Saat saya mengapdi kepada pemerintah dan memakai baju PNS, mama saya sedikit melunak. Mulai menunjukkan rasa bangganya punya anak seperti saya. Kemudian kontrak kerja berakhir dan saya harus mencari pekerjaan. Bersyukur tidak butuh waktu lama saya mendapatkan pekerjaan di perantauan. Gaji saya saat itu masih di kisaran 2,7 jt. Cukup lah untuk saya.

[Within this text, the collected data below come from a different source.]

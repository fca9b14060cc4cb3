//! SDK configuration

use anyhow::{Context, Result};
use serde::{Deserialize, Serialize};
use std::path::Path;
use url::Url;

/// SDK settings, loadable from a file and/or `GEOSEARCH_*` environment
/// variables.
#[derive(Debug, Clone, Serialize, Deserialize)]
#[serde(default)]
pub struct Settings {
    /// Base URL of the core search engine endpoint.
    pub endpoint: String,
    /// Per-request timeout in seconds.
    pub request_timeout: f64,
    /// Language sent when a call provides none.
    pub default_language: String,
    /// User agent for outgoing requests.
    pub user_agent: String,
    /// Maximum number of suggestions accepted by one batched selection.
    pub max_batch_size: usize,
}

impl Default for Settings {
    fn default() -> Self {
        Self {
            endpoint: "https://api.geosearch.example/v1/".to_string(),
            request_timeout: 5.0,
            default_language: "en".to_string(),
            user_agent: format!("geosearch-sdk/{}", env!("CARGO_PKG_VERSION")),
            max_batch_size: 100,
        }
    }
}

impl Settings {
    /// Load settings from an optional file, then layer `GEOSEARCH_*`
    /// environment variables on top.
    pub fn load(path: Option<&Path>) -> Result<Self> {
        let mut builder = config::Config::builder();
        if let Some(path) = path {
            builder = builder.add_source(config::File::from(path));
        }
        builder = builder
            .add_source(config::Environment::with_prefix("GEOSEARCH").try_parsing(true));

        let settings: Settings = builder
            .build()
            .context("failed to load configuration")?
            .try_deserialize()
            .context("invalid configuration values")?;
        settings.validate()?;
        Ok(settings)
    }

    pub fn validate(&self) -> Result<()> {
        self.endpoint
            .parse::<Url>()
            .with_context(|| format!("endpoint '{}' is not a valid URL", self.endpoint))?;
        anyhow::ensure!(
            self.request_timeout > 0.0,
            "request_timeout must be positive"
        );
        anyhow::ensure!(self.max_batch_size > 0, "max_batch_size must be positive");
        Ok(())
    }
}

Pekerjaan saya mengharuskan saya pulang larut malam, kerja dari pagi sampai malam dengan jeda waktu hanya untuk makan siang dan makan malam saja. 

Saya rela dan tidak mengeluh berlebihan, yang penting saya tidak di rumah, kerja keras bagaimanapun saya rela. 

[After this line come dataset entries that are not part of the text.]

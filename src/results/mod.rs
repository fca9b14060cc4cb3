//! Domain types for suggestions, resolved results, and errors

mod types;

pub use types::{
    Address, BatchOutcome, Point, ResponseEnvelope, SearchError, SearchResult,
    SuggestAction, Suggestion,
};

Tapi abang saya berbeda, kalau gajinya kecil dia akan menolak tawaran pekerjaan itu hingga akhirnya tidak ada yang menerima lamaran pekerjaannya.

Saya ingat abang saya cerita bertahun-tahun kemudian, bahwa pada saat dia tes kesana kemari, dia difasilitasi oleh mama saya berupa hotel bintang lima dan pesawat kelas bisnis. Saya hanya bisa tertawa sambil geleng kepala. Gila. Tapi cerita ini tidak pernah mama saya katakan, gila banget. Saya ingat sewaktu mencari pekerjaan, saya harus numpang di rumah keluarga dan naik bus 30 jam lamanya.

Kemana gaji saya selama bekerja untuk pemerintah? untuk mama saya dong, belanja bulanan saya yang tanggung, padahal saat itu perbulannya saya bisa mengantongi 3,3 jt. Bingung mengapa perlakuan mama saya berbeda? sama... 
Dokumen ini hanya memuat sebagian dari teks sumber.